Copy out each line of the entries where the word "Debug" is present.

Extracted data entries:
▼
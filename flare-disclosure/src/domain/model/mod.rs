//! 领域模型定义
//!
//! Message 是唯一的聚合根，记录匿名消息从创建、打开到身份揭示的生命周期字段

mod patch;
mod view;

pub use patch::{FieldValue, FieldWrite, MessageColumn, MessagePatch, Precondition};
pub use view::{ANONYMOUS_SENDER, MessageView, ViewerRole};

use std::fmt;
use std::str::FromStr;

use chrono::{DateTime, Duration, Utc};
use serde::{Deserialize, Serialize};

use crate::error::DisclosureError;

/// 揭示延迟上限：72 小时
pub const MAX_REVEAL_DELAY_SECONDS: i64 = 72 * 3600;

/// 消息正文最大字符数
pub const MAX_CONTENT_CHARS: usize = 4096;

/// 消息披露状态
#[derive(Debug, Clone, Copy, PartialEq, Eq, Hash, Serialize, Deserialize)]
#[serde(rename_all = "snake_case")]
pub enum DisclosureStatus {
    /// 未打开
    Unopened,
    /// 已打开（非匿名消息，无需揭示）
    Opened,
    /// 已打开，等待揭示发送方身份
    OpenedPendingReveal,
    /// 发送方身份已揭示
    Revealed,
}

impl DisclosureStatus {
    pub fn as_str(&self) -> &'static str {
        match self {
            DisclosureStatus::Unopened => "unopened",
            DisclosureStatus::Opened => "opened",
            DisclosureStatus::OpenedPendingReveal => "opened_pending_reveal",
            DisclosureStatus::Revealed => "revealed",
        }
    }
}

impl fmt::Display for DisclosureStatus {
    fn fmt(&self, f: &mut fmt::Formatter<'_>) -> fmt::Result {
        f.write_str(self.as_str())
    }
}

impl FromStr for DisclosureStatus {
    type Err = DisclosureError;

    fn from_str(s: &str) -> Result<Self, Self::Err> {
        match s {
            "unopened" => Ok(DisclosureStatus::Unopened),
            "opened" => Ok(DisclosureStatus::Opened),
            "opened_pending_reveal" => Ok(DisclosureStatus::OpenedPendingReveal),
            "revealed" => Ok(DisclosureStatus::Revealed),
            other => Err(DisclosureError::Validation(format!(
                "unknown disclosure status: {}",
                other
            ))),
        }
    }
}

/// 揭示延迟（值对象）
///
/// 以秒为单位，构造时保证位于 [0, 72h] 区间
#[derive(Debug, Clone, Copy, PartialEq, Eq, PartialOrd, Ord, Serialize, Deserialize)]
#[serde(try_from = "i64", into = "i64")]
pub struct RevealDelay(i64);

impl RevealDelay {
    /// 零延迟：打开即到期
    pub const ZERO: RevealDelay = RevealDelay(0);
    /// 最大延迟
    pub const MAX: RevealDelay = RevealDelay(MAX_REVEAL_DELAY_SECONDS);

    pub fn from_seconds(seconds: i64) -> Result<Self, DisclosureError> {
        if !(0..=MAX_REVEAL_DELAY_SECONDS).contains(&seconds) {
            return Err(DisclosureError::Validation(format!(
                "reveal_delay must be within [0, {}] seconds, got {}",
                MAX_REVEAL_DELAY_SECONDS, seconds
            )));
        }
        Ok(Self(seconds))
    }

    pub fn seconds(&self) -> i64 {
        self.0
    }

    pub fn as_duration(&self) -> Duration {
        Duration::seconds(self.0)
    }
}

impl TryFrom<i64> for RevealDelay {
    type Error = DisclosureError;

    fn try_from(seconds: i64) -> Result<Self, Self::Error> {
        Self::from_seconds(seconds)
    }
}

impl From<RevealDelay> for i64 {
    fn from(delay: RevealDelay) -> Self {
        delay.0
    }
}

/// 创建消息的输入（未经校验）
#[derive(Debug, Clone)]
pub struct NewMessage {
    pub sender_id: String,
    pub recipient_id: String,
    pub content: String,
    pub is_anonymous: bool,
    /// 揭示延迟（秒），仅匿名消息允许且必须提供
    pub reveal_delay_seconds: Option<i64>,
}

/// 消息聚合根
#[derive(Debug, Clone, PartialEq, Eq, Serialize, Deserialize)]
pub struct Message {
    pub id: String,
    pub sender_id: String,
    pub recipient_id: String,
    pub content: String,
    /// 创建后不可变
    pub is_anonymous: bool,
    /// 当且仅当匿名时存在
    pub reveal_delay: Option<RevealDelay>,
    pub created_at: DateTime<Utc>,
    /// 接收方打开时间，只设置一次
    pub opened_at: Option<DateTime<Utc>>,
    /// 恒等于 opened_at + reveal_delay
    pub reveal_at: Option<DateTime<Utc>>,
    /// 调度器提交揭示的时间，只设置一次
    pub sender_revealed_at: Option<DateTime<Utc>>,
    pub status: DisclosureStatus,
}

impl Message {
    /// 查看者在消息中的角色，第三方返回 None
    pub fn role_of(&self, viewer_id: &str) -> Option<ViewerRole> {
        if viewer_id == self.sender_id {
            Some(ViewerRole::Sender)
        } else if viewer_id == self.recipient_id {
            Some(ViewerRole::Recipient)
        } else {
            None
        }
    }

    /// 是否已到达揭示时间（未打开或非匿名时为 false）
    pub fn is_reveal_due(&self, now: DateTime<Utc>) -> bool {
        self.status == DisclosureStatus::OpenedPendingReveal
            && self.sender_revealed_at.is_none()
            && self.reveal_at.is_some_and(|reveal_at| now >= reveal_at)
    }

    /// 校验数据模型不变式
    pub fn check_invariants(&self) -> Result<(), DisclosureError> {
        if self.is_anonymous != self.reveal_delay.is_some() {
            return Err(DisclosureError::InvalidState(format!(
                "message {}: is_anonymous and reveal_delay disagree",
                self.id
            )));
        }
        if self.opened_at.is_none()
            && (self.reveal_at.is_some() || self.sender_revealed_at.is_some())
        {
            return Err(DisclosureError::InvalidState(format!(
                "message {}: reveal fields set before opening",
                self.id
            )));
        }
        if let (Some(opened_at), Some(delay)) = (self.opened_at, self.reveal_delay) {
            if self.reveal_at != Some(opened_at + delay.as_duration()) {
                return Err(DisclosureError::InvalidState(format!(
                    "message {}: reveal_at does not match opened_at + reveal_delay",
                    self.id
                )));
            }
        }
        if let Some(revealed_at) = self.sender_revealed_at {
            if self.reveal_at.is_none_or(|reveal_at| revealed_at < reveal_at) {
                return Err(DisclosureError::InvalidState(format!(
                    "message {}: sender revealed before reveal_at",
                    self.id
                )));
            }
        }
        Ok(())
    }
}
▲
> [COMPLETED EXERCISE]:
#[derive(Debug, Clone, Copy, PartialEq, Eq, Hash, Serialize, Deserialize)]
#[derive(Debug, Clone, Copy, PartialEq, Eq, PartialOrd, Ord, Serialize, Deserialize)]
#[derive(Debug, Clone)]
#[derive(Debug, Clone, PartialEq, Eq, Serialize, Deserialize)]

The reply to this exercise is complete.